• **Task requirements**: With the records as your source, report how many lines contain "VecDeque". Add no other words.

______________________________

//! Search screen session: cache lookup, single-flight search, visible answer.

use std::collections::VecDeque;
use std::sync::{Mutex, MutexGuard, PoisonError};

use tracing::{debug, warn};

use crate::cache::ResponseCache;
use crate::client::{ClientError, QueryClient};
use crate::messages::{SearchResponse, SearchResult};

/// Answer text shown when a search fails.
pub const SEARCH_FAILURE_MESSAGE: &str =
    "> ERROR: CONNECTION TERMINATED\n> REBOOT SEQUENCE INITIATED";

/// Number of recent queries kept in the history strip.
pub const HISTORY_LEN: usize = 5;

/// What a call to [`SearchScreen::submit`] did.
#[derive(Debug, Clone, PartialEq, Eq)]
pub enum SearchOutcome {
    /// Blank input, nothing sent.
    Ignored,
    Cached(SearchResponse),
    Fetched(SearchResponse),
    /// The answer now shows `message`.
    Failed { message: String },
    /// A newer submission (or an explicit cancel) replaced this one. Nothing changed.
    Superseded,
}

#[derive(Debug, Default)]
struct SearchView {
    cache: ResponseCache,
    answer: String,
    results: Vec<SearchResult>,
    history: VecDeque<String>,
    deep_analysis: bool,
    loading: Option<u64>,
}

impl SearchView {
    fn show(&mut self, response: &SearchResponse) {
        self.answer = response.answer.clone();
        self.results = response.search_results.clone();
    }

    fn remember(&mut self, query: &str) {
        self.history.push_front(query.to_string());
        self.history.truncate(HISTORY_LEN);
    }
}

/// State owned by one search screen.
#[derive(Debug)]
pub struct SearchScreen {
    client: QueryClient,
    state: Mutex<SearchView>,
}

impl SearchScreen {
    pub fn new(client: QueryClient) -> Self {
        Self::with_cache(client, ResponseCache::new())
    }

    pub fn with_cache(client: QueryClient, cache: ResponseCache) -> Self {
        Self {
            client,
            state: Mutex::new(SearchView {
                cache,
                ..SearchView::default()
            }),
        }
    }

    fn lock(&self) -> MutexGuard<'_, SearchView> {
        self.state.lock().unwrap_or_else(PoisonError::into_inner)
    }

    /// Answer `query` from the cache or the search endpoint.
    ///
    /// The state lock is held while the request context begins and again while
    /// the result is applied, so a superseded search never touches the view.
    pub async fn submit(&self, query: &str) -> SearchOutcome {
        if query.trim().is_empty() {
            return SearchOutcome::Ignored;
        }

        let (ctx, deep_analysis) = {
            let mut state = self.lock();
            if let Some(hit) = state.cache.get(query).cloned() {
                debug!(query, "search cache hit");
                self.client.cancel_active();
                state.loading = None;
                state.show(&hit);
                return SearchOutcome::Cached(hit);
            }
            let ctx = self.client.begin();
            state.loading = Some(ctx.id());
            (ctx, state.deep_analysis)
        };

        let result = self.client.search_in(&ctx, query, deep_analysis).await;

        let mut state = self.lock();
        if ctx.is_cancelled() {
            debug!(request = ctx.id(), "search superseded");
            return SearchOutcome::Superseded;
        }
        state.loading = None;
        match result {
            Ok(response) => {
                state.show(&response);
                state.remember(query);
                state.cache.put(query, response.clone());
                SearchOutcome::Fetched(response)
            }
            Err(ClientError::Cancelled) => SearchOutcome::Superseded,
            Err(ClientError::Network(e)) => {
                warn!(query, error = %e, "search failed");
                state.answer = SEARCH_FAILURE_MESSAGE.to_string();
                state.results.clear();
                SearchOutcome::Failed {
                    message: SEARCH_FAILURE_MESSAGE.to_string(),
                }
            }
        }
    }

    /// Abandon the in-flight search, if any.
    pub fn cancel(&self) {
        let mut state = self.lock();
        self.client.cancel_active();
        state.loading = None;
    }

    pub fn set_deep_analysis(&self, enabled: bool) {
        self.lock().deep_analysis = enabled;
    }

    pub fn deep_analysis(&self) -> bool {
        self.lock().deep_analysis
    }

    pub fn answer(&self) -> String {
        self.lock().answer.clone()
    }

    pub fn results(&self) -> Vec<SearchResult> {
        self.lock().results.clone()
    }

    /// Recent successful queries, newest first.
    pub fn history(&self) -> Vec<String> {
        self.lock().history.iter().cloned().collect()
    }

    pub fn is_loading(&self) -> bool {
        self.lock().loading.is_some()
    }

    pub fn cached(&self, query: &str) -> Option<SearchResponse> {
        self.lock().cache.get(query).cloned()
    }
}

______________________________

• **Answer box**: 2